*Exercise instructions*. For the listing below, show each line that includes the string "FormUrlencoded".

= = = = = = =

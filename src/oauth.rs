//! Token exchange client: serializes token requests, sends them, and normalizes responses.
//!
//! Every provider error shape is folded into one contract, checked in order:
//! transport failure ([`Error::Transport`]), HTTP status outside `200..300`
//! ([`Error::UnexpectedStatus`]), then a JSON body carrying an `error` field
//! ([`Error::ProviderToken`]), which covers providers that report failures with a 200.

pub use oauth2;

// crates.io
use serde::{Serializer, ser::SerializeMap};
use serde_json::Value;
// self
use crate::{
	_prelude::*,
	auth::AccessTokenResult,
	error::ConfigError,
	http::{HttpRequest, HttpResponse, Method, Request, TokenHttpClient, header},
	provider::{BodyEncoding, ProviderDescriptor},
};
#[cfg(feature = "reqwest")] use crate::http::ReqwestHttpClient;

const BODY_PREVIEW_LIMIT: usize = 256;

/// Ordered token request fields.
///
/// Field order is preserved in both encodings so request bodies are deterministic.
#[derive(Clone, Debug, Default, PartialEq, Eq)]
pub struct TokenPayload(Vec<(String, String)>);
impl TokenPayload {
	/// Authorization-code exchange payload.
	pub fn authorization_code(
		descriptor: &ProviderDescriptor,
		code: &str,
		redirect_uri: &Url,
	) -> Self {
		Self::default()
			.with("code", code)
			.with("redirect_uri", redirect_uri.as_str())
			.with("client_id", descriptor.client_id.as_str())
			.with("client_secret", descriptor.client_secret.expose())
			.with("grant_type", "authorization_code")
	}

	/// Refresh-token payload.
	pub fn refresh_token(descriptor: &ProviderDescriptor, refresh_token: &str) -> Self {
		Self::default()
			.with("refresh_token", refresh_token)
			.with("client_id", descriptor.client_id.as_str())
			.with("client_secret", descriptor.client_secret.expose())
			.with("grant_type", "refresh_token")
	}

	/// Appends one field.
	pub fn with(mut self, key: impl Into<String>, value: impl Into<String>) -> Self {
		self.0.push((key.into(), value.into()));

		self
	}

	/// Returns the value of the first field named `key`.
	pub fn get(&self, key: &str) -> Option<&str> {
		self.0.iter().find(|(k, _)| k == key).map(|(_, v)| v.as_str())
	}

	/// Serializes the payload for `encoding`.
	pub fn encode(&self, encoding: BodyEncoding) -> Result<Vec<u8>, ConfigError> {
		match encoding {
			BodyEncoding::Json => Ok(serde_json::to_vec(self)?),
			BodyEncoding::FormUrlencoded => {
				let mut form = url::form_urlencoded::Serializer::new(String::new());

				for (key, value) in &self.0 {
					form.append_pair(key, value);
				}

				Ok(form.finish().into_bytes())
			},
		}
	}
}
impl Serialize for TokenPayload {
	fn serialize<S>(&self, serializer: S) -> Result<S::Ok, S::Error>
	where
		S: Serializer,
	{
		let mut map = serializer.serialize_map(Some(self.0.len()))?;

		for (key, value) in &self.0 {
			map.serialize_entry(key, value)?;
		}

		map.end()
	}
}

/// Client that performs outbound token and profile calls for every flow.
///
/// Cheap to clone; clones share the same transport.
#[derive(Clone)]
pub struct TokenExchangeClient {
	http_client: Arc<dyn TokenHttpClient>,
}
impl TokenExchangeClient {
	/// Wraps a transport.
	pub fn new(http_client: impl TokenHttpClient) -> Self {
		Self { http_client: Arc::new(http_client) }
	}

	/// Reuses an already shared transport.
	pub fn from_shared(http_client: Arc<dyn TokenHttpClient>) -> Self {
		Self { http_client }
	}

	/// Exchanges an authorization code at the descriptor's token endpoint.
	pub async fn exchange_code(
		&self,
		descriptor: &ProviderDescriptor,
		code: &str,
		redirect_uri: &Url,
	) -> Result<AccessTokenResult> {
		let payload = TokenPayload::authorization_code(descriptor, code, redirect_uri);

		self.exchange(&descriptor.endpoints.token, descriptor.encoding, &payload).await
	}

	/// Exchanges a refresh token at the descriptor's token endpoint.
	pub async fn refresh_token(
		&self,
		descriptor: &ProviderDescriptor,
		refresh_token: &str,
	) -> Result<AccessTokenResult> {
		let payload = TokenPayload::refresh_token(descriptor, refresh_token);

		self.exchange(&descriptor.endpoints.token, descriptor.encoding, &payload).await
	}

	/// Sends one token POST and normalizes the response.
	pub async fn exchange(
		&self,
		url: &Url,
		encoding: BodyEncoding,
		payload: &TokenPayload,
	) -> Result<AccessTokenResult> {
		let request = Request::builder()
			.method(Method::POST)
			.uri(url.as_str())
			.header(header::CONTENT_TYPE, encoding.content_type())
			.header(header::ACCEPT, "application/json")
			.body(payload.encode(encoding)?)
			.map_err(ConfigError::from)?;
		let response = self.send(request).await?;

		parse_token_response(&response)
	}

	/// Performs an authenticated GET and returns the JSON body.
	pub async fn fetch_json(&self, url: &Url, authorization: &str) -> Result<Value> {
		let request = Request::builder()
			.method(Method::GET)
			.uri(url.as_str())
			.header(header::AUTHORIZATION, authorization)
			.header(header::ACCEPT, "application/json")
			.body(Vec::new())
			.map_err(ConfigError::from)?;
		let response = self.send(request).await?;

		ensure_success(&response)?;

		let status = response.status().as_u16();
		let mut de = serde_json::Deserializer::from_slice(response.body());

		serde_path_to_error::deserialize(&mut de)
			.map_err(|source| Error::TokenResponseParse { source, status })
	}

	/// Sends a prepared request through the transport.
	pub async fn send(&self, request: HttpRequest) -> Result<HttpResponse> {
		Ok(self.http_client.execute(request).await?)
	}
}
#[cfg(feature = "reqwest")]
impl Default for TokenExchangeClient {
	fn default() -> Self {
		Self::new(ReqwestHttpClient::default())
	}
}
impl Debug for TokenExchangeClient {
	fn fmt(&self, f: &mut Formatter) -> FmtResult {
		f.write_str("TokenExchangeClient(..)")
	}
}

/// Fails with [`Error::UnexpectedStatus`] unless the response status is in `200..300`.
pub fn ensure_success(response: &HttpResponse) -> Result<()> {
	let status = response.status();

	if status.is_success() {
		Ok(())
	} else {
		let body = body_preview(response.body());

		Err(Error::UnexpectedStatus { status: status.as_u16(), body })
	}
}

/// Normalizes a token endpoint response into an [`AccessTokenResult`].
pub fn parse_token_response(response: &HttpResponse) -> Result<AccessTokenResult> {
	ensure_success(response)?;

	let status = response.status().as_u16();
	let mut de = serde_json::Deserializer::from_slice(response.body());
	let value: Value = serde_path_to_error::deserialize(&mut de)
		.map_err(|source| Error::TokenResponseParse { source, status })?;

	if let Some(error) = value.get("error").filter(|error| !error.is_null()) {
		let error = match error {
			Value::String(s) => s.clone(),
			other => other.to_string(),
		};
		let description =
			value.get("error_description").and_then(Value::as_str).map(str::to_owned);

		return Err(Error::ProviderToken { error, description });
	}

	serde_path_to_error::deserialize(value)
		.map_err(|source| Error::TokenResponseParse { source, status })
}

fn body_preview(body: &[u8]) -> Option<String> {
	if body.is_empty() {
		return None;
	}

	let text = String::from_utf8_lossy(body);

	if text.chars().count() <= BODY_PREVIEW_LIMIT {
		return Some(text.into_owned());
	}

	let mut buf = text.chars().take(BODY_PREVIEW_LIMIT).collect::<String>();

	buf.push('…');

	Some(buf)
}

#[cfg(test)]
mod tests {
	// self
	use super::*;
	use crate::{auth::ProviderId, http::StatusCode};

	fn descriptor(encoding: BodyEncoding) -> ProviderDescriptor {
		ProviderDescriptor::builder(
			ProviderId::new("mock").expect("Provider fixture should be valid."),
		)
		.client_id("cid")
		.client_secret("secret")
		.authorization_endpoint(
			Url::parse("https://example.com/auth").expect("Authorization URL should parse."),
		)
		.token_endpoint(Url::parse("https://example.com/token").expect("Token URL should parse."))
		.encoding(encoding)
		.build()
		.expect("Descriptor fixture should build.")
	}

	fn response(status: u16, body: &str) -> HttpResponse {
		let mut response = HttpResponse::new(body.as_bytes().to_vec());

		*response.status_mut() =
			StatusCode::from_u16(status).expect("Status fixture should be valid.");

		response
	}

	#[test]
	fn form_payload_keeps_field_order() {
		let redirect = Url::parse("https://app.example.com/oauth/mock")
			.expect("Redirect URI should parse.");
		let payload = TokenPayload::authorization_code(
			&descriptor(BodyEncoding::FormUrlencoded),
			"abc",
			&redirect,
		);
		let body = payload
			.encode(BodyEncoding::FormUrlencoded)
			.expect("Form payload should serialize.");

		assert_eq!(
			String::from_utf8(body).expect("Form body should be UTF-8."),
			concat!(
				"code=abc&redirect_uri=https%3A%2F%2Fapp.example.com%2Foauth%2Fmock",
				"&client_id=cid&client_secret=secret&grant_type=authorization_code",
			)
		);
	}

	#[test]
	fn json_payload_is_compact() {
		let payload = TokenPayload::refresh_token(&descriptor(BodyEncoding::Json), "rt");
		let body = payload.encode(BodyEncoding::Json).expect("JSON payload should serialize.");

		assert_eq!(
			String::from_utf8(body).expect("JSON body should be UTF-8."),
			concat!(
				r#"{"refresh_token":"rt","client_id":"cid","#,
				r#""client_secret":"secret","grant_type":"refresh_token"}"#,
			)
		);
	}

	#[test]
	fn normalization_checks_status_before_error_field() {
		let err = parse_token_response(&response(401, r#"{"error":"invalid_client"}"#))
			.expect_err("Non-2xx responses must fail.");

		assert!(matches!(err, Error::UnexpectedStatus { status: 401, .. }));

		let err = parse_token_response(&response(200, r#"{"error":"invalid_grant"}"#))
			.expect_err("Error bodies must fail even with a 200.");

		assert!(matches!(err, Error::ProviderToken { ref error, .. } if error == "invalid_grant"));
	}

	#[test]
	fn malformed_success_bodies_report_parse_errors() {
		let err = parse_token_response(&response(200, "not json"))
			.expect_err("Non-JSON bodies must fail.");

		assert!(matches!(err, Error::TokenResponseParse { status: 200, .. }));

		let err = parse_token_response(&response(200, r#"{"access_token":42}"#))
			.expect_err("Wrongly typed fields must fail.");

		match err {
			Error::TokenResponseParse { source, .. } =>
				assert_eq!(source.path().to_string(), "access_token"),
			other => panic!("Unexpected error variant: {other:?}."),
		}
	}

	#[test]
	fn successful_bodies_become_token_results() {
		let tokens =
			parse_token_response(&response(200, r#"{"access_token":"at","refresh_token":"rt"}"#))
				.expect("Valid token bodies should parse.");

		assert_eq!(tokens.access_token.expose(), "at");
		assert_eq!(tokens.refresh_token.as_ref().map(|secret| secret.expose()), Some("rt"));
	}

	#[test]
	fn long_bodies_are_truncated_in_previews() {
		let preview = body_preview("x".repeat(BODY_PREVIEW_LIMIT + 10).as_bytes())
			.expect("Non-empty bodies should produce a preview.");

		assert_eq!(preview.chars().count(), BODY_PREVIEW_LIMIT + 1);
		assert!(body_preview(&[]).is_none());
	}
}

= = = = = = =

*Task solution*.
			BodyEncoding::FormUrlencoded => {
			&descriptor(BodyEncoding::FormUrlencoded),
			.encode(BodyEncoding::FormUrlencoded)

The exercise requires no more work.